_What to produce_
Take the lines below beginning at the line that has "filename tests/common/server.rs" and stopping after the line that has "use tokio_util::sync::CancellationToken;", and print them exactly as they are, with no other lines.

[Saved entries]
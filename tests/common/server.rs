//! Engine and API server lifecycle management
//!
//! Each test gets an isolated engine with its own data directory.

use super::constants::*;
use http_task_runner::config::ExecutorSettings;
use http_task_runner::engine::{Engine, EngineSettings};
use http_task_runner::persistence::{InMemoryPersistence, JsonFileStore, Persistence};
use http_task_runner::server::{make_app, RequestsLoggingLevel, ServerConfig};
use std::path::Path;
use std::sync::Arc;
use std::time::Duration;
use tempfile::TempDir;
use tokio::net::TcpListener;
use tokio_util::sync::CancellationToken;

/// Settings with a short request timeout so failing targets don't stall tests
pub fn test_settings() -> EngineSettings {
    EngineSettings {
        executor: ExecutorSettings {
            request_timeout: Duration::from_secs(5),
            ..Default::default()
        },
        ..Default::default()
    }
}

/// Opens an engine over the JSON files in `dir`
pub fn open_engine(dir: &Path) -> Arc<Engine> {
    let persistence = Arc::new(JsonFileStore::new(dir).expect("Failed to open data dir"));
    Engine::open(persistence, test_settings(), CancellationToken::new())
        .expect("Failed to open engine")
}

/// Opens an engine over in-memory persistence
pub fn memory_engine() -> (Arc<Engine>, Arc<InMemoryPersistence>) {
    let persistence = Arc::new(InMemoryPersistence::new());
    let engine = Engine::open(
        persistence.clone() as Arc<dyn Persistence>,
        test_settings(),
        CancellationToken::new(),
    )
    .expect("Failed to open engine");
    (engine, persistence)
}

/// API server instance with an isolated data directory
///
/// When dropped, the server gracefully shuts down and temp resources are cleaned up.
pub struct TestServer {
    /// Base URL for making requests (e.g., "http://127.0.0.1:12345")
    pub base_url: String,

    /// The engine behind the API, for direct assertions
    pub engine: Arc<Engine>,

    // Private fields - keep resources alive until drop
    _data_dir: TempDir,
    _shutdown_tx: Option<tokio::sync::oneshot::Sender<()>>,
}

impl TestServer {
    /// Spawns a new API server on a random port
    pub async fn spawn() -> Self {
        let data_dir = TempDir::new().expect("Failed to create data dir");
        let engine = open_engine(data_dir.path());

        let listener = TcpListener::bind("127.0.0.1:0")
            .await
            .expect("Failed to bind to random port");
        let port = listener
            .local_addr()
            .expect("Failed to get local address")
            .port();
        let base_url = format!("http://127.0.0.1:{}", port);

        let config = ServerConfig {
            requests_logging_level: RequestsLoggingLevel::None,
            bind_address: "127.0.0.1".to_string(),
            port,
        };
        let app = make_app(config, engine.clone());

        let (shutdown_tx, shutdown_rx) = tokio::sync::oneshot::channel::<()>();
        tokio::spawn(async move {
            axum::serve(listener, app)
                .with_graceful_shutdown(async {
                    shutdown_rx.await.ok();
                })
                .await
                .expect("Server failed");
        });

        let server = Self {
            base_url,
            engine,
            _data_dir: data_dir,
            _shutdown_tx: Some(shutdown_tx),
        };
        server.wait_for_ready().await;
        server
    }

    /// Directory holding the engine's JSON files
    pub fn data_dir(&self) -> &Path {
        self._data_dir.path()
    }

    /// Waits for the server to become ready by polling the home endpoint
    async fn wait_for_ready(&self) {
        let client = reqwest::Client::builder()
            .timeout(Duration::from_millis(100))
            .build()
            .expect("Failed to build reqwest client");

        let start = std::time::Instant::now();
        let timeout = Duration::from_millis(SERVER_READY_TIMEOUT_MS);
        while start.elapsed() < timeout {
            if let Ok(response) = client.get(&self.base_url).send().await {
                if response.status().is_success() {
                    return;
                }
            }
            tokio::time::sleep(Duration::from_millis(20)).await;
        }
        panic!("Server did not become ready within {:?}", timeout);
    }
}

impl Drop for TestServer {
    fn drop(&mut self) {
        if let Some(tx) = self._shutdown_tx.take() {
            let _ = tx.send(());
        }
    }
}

* * *

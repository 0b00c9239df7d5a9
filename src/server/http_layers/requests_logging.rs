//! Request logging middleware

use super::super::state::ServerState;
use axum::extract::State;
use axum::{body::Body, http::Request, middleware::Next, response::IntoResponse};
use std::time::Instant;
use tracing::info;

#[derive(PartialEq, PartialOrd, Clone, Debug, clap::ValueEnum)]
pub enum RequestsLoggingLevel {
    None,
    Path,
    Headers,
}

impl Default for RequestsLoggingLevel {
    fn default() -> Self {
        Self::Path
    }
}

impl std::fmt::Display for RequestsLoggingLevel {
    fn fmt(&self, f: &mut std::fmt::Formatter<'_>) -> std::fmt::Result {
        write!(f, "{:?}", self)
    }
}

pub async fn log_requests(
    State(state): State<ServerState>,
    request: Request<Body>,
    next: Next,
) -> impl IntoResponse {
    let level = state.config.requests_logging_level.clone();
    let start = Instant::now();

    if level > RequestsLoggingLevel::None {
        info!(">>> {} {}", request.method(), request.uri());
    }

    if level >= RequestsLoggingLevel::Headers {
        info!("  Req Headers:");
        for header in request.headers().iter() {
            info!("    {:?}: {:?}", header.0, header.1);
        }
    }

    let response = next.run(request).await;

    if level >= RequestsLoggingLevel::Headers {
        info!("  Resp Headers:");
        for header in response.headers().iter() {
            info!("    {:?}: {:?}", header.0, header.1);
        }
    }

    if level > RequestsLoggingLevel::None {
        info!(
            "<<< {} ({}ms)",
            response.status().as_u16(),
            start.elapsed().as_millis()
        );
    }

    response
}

_Response area_
filename tests/common/server.rs
//! Engine and API server lifecycle management
//!
//! Each test gets an isolated engine with its own data directory.

use super::constants::*;
use http_task_runner::config::ExecutorSettings;
use http_task_runner::engine::{Engine, EngineSettings};
use http_task_runner::persistence::{InMemoryPersistence, JsonFileStore, Persistence};
use http_task_runner::server::{make_app, RequestsLoggingLevel, ServerConfig};
use std::path::Path;
use std::sync::Arc;
use std::time::Duration;
use tempfile::TempDir;
use tokio::net::TcpListener;
use tokio_util::sync::CancellationToken;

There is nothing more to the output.